Bei einer Veranstaltung der Globalen Bildungskampagne im Curio-Haus in Hamburg, standen die Schüler/innen der Hamburger Klosterschule und der Stadtteilschulen Geschwister-Scholl und Winterhude im Mittelpunkt. Diese trugen durch das Vortragen einer Geschichte und anschließender Diskussion im Rahmen einer öffentlichen Unterrichtsstunde, an der auch Politiker aus Land und Bund teilnahmen, dazu bei, das Bewusstsein für die Bildungsmisere in armen Ländern zu schärfen. Unterstützt wurden sie auch durch Sandra Keck, Schauspielerin am Hamburger Ohnsorg-Theater, die ebenfalls eine Geschichte vorlas. Den vollständigen Bericht zur Hamburger Veranstaltung gibt es hier.
Auch viele andere Schulen unterstützten die Aktion und sendeten uns ihre Aktionsbeiträge in Form von unzähligen kurzen und langen Geschichten, die von den Schüler/innen geschrieben wurden. Neben diesen Geschichten in klassischer Erzählform erreichten uns auch selbstgemalte Zeichnungen und Comics, Fotos, selbstgeschriebene und aufgenommene Songs sowie am Computer erstellte Animationen und Powerpoint-Präsentationen zum Thema „Bildung für alle“, die jeweils dokumentieren wie das Thema im Unterricht behandelt wurde. In vielen Fällen wurden die Fallbeispiele und Übungen aus den Unterrichtsmaterialien der Globalen Bildungskampagne benutzt und dienten als Grundlage für viele eigene neue Geschichten. Manche der teilnehmenden Schüler/innen recherchierten darüber hinaus auch weitere Schicksale von Mädchen und Frauen, deren prekäre Bildungssituation sie in ihren Beiträgen und Geschichten verarbeiteten.

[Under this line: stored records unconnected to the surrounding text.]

pub mod settings;

pub use settings::{AppConfig, DisplayConfig, ReportConfig, StorageConfig};
use chrono::NaiveDate;

use crate::analytics::range::{records_in, DateRange};
use crate::models::{Completion, History, PrayerStats, PrayerType};

/// Prayer statistics over the `window_days` days ending at `today`.
///
/// `completion` decides what a "fully completed" day means; there is no
/// default because different reports ask for different things.
pub fn build_statistics(
    history: &History,
    today: NaiveDate,
    window_days: u32,
    completion: Completion,
) -> PrayerStats {
    let window = DateRange::trailing(today, window_days);
    let mut stats = PrayerStats::default();

    for progress in records_in(history, window) {
        stats.total_days += 1;
        if progress.is_complete(completion) {
            stats.fully_completed_days += 1;
        }
        if progress.quran {
            stats.quran_days += 1;
        }
        for prayer in PrayerType::all() {
            if !progress.prayer(prayer) {
                stats.record_miss(prayer);
            }
        }
    }

    log::debug!(
        "{} day window ending {}: {} tracked, {} complete ({:?})",
        window_days,
        today,
        stats.total_days,
        stats.fully_completed_days,
        completion
    );
    stats
}

/// [`build_statistics`] for the window ending today (local date).
pub fn build_statistics_now(
    history: &History,
    window_days: u32,
    completion: Completion,
) -> PrayerStats {
    build_statistics(history, chrono::Local::now().date_naive(), window_days, completion)
}
use serde::{Deserialize, Serialize};

use crate::models::PrayerType;

#[derive(Debug, Clone, Copy, Default, PartialEq, Eq, Serialize, Deserialize)]
pub struct Streak {
    pub current: u32,
    pub best: u32,
}

/// Per-window prayer statistics. Rates are derived from the counts.
#[derive(Debug, Clone, Default, PartialEq, Eq, Serialize, Deserialize)]
pub struct PrayerStats {
    pub total_days: u32,
    pub fully_completed_days: u32,
    pub quran_days: u32,
    pub missed_subuh: u32,
    pub missed_zohor: u32,
    pub missed_asar: u32,
    pub missed_maghrib: u32,
    pub missed_isya: u32,
}

impl PrayerStats {
    pub fn missed(&self, prayer: PrayerType) -> u32 {
        match prayer {
            PrayerType::Subuh => self.missed_subuh,
            PrayerType::Zohor => self.missed_zohor,
            PrayerType::Asar => self.missed_asar,
            PrayerType::Maghrib => self.missed_maghrib,
            PrayerType::Isya => self.missed_isya,
        }
    }

    pub(crate) fn record_miss(&mut self, prayer: PrayerType) {
        let slot = match prayer {
            PrayerType::Subuh => &mut self.missed_subuh,
            PrayerType::Zohor => &mut self.missed_zohor,
            PrayerType::Asar => &mut self.missed_asar,
            PrayerType::Maghrib => &mut self.missed_maghrib,
            PrayerType::Isya => &mut self.missed_isya,
        };
        *slot += 1;
    }

    /// Percent of tracked days the prayer was prayed. 0 with no tracked days.
    pub fn rate(&self, prayer: PrayerType) -> f64 {
        calc_rate(self.total_days, self.missed(prayer))
    }

    pub fn subuh_rate(&self) -> f64 {
        self.rate(PrayerType::Subuh)
    }

    pub fn zohor_rate(&self) -> f64 {
        self.rate(PrayerType::Zohor)
    }

    pub fn asar_rate(&self) -> f64 {
        self.rate(PrayerType::Asar)
    }

    pub fn maghrib_rate(&self) -> f64 {
        self.rate(PrayerType::Maghrib)
    }

    pub fn isya_rate(&self) -> f64 {
        self.rate(PrayerType::Isya)
    }
}

fn calc_rate(days: u32, missed: u32) -> f64 {
    if days == 0 {
        return 0.0;
    }
    (days - missed.min(days)) as f64 / days as f64 * 100.0
}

Zum Abschluss der Aktionswochen rief die Gewerkschaft Erziehung und Wissenschaft (GEW) am 1. Juni im nordrheinwestfälischen Essen unter dem Fußball-Aktionsmotto „1GOAL – Kick it for girls“ der Globalen Bildungskampagne zu einem Mädchenfußballturnier auf. Zwölf Mannschaften, bestehend aus Schülerinnen der Grundschulklassen drei und vier, sind gegeneinander angetreten, um die Forderung auf das Recht für Bildung von Mädchen und Frauen weltweit zu unterstützen. Auf spielerische Weise lernten die Mädchen so mit Fairness und Teamgeist ihr Engagement auf dem Spielfeld auszudrücken. Der ausführliche Bericht von der GEW kann hier nachgelesen werden.
Wir möchten allen Teilnehmer/innen für ihre Unterstützung und ihr Engagement unserer Aktionswochen 2011 danken! Jeder einzelne Beitrag ist bedeutend in dem Bestreben auf die weltweite Bildungsarmut aufmerksam zu machen und hilft dabei, dass das Ziel „Bildung für alle“ etwas näher rückt!